/---
//! OS signal handling.
//!
//! SIGINT (Ctrl+C) and, on Unix, SIGTERM both start a graceful shutdown.

use crate::lifecycle::Shutdown;

/// Wait for a termination signal.
pub async fn wait_for_signal() {
    let ctrl_c = async {
        if let Err(e) = tokio::signal::ctrl_c().await {
            tracing::error!(error = %e, "Failed to listen for Ctrl+C");
            std::future::pending::<()>().await;
        }
    };

    #[cfg(unix)]
    let terminate = async {
        use tokio::signal::unix::{signal, SignalKind};
        match signal(SignalKind::terminate()) {
            Ok(mut sigterm) => {
                sigterm.recv().await;
            }
            Err(e) => {
                tracing::error!(error = %e, "Failed to install SIGTERM handler");
                std::future::pending::<()>().await;
            }
        }
    };

    #[cfg(not(unix))]
    let terminate = std::future::pending::<()>();

    tokio::select! {
        _ = ctrl_c => tracing::info!("Received SIGINT"),
        _ = terminate => tracing::info!("Received SIGTERM"),
    }
}

/// Spawn a task that triggers `shutdown` on the first termination signal.
pub fn spawn_handler(shutdown: Shutdown) {
    tokio::spawn(async move {
        wait_for_signal().await;
        shutdown.trigger();
    });
}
\---
Identify the lines of the data that contain the word "terminate". Copy each of them.

Answer for the task »
    let terminate = async {
        match signal(SignalKind::terminate()) {
    let terminate = std::future::pending::<()>();
        _ = terminate => tracing::info!("Received SIGTERM"),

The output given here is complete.